Description of the task
Every entry must appear in the output exactly as it does here.

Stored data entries
use regex::Regex;
use std::sync::LazyLock;

use super::{DetectionError, DetectionStrategy, Probe};
use crate::state::SiteType;

static PDF_LINK: LazyLock<Regex> =
    LazyLock::new(|| Regex::new(r#"(?i)\.pdf(['"]|$)"#).expect("valid regex"));

static PDF_PATH: LazyLock<Regex> = LazyLock::new(|| Regex::new(r"(?i)\.pdf$").expect("valid regex"));

/// Detects PDF documents
///
/// # Detection Order
///
/// 1. Content-Type containing `application/pdf` matches immediately
/// 2. An HTML body linking to a `.pdf` decides the result
/// 3. Otherwise the URL path ending in `.pdf` decides
#[derive(Debug, Default, Clone, Copy)]
pub struct PdfStrategy;

impl DetectionStrategy for PdfStrategy {
    fn site_type(&self) -> SiteType {
        SiteType::Pdf
    }

    fn detect(&self, probe: &Probe<'_>) -> Result<bool, DetectionError> {
        if probe.response.is_pdf() {
            return Ok(true);
        }

        if probe.is_html() && !probe.response.body.is_empty() {
            return Ok(PDF_LINK.is_match(&probe.body));
        }

        Ok(PDF_PATH.is_match(probe.response.url.path()))
    }
}

#[cfg(test)]
mod tests {
    use super::*;
    use crate::crawler::FetchResult;
    use url::Url;

    fn detect(url: &str, content_type: &str, body: &str) -> bool {
        let response = FetchResult::new(Url::parse(url).unwrap(), 200, content_type, body);
        PdfStrategy.detect(&Probe::new(&response)).unwrap()
    }

    #[test]
    fn test_pdf_content_type() {
        assert!(detect("https://example.com/download", "application/pdf", "%PDF-1.7"));
    }

    #[test]
    fn test_html_with_pdf_link() {
        assert!(detect(
            "https://example.com/",
            "text/html",
            r#"<a href="/files/Report.PDF">report</a>"#
        ));
        assert!(!detect(
            "https://example.com/",
            "text/html",
            r#"<a href="/files/report.pdfx">report</a>"#
        ));
    }

    #[test]
    fn test_url_suffix() {
        assert!(detect("https://example.com/paper.pdf", "application/octet-stream", ""));
        assert!(!detect("https://example.com/paper.txt", "text/plain", ""));
    }
}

Reply
use regex::Regex;
use std::sync::LazyLock;

use super::{DetectionError, DetectionStrategy, Probe};
use crate::state::SiteType;

static PDF_LINK: LazyLock<Regex> =
    LazyLock::new(|| Regex::new(r#"(?i)\.pdf(['"]|$)"#).expect("valid regex"));

static PDF_PATH: LazyLock<Regex> = LazyLock::new(|| Regex::new(r"(?i)\.pdf$").expect("valid regex"));

/// Detects PDF documents
///
/// # Detection Order
///
/// 1. Content-Type containing `application/pdf` matches immediately
/// 2. An HTML body linking to a `.pdf` decides the result
/// 3. Otherwise the URL path ending in `.pdf` decides
#[derive(Debug, Default, Clone, Copy)]
pub struct PdfStrategy;

impl DetectionStrategy for PdfStrategy {
    fn site_type(&self) -> SiteType {
        SiteType::Pdf
    }

    fn detect(&self, probe: &Probe<'_>) -> Result<bool, DetectionError> {
        if probe.response.is_pdf() {
            return Ok(true);
        }

        if probe.is_html() && !probe.response.body.is_empty() {
            return Ok(PDF_LINK.is_match(&probe.body));
        }

        Ok(PDF_PATH.is_match(probe.response.url.path()))
    }
}

#[cfg(test)]
mod tests {
    use super::*;
    use crate::crawler::FetchResult;
    use url::Url;

    fn detect(url: &str, content_type: &str, body: &str) -> bool {
        let response = FetchResult::new(Url::parse(url).unwrap(), 200, content_type, body);
        PdfStrategy.detect(&Probe::new(&response)).unwrap()
    }

    #[test]
    fn test_pdf_content_type() {
        assert!(detect("https://example.com/download", "application/pdf", "%PDF-1.7"));
    }

    #[test]
    fn test_html_with_pdf_link() {
        assert!(detect(
            "https://example.com/",
            "text/html",
            r#"<a href="/files/Report.PDF">report</a>"#
        ));
        assert!(!detect(
            "https://example.com/",
            "text/html",
            r#"<a href="/files/report.pdfx">report</a>"#
        ));
    }

    #[test]
    fn test_url_suffix() {
        assert!(detect("https://example.com/paper.pdf", "application/octet-stream", ""));
        assert!(!detect("https://example.com/paper.txt", "text/plain", ""));
    }
}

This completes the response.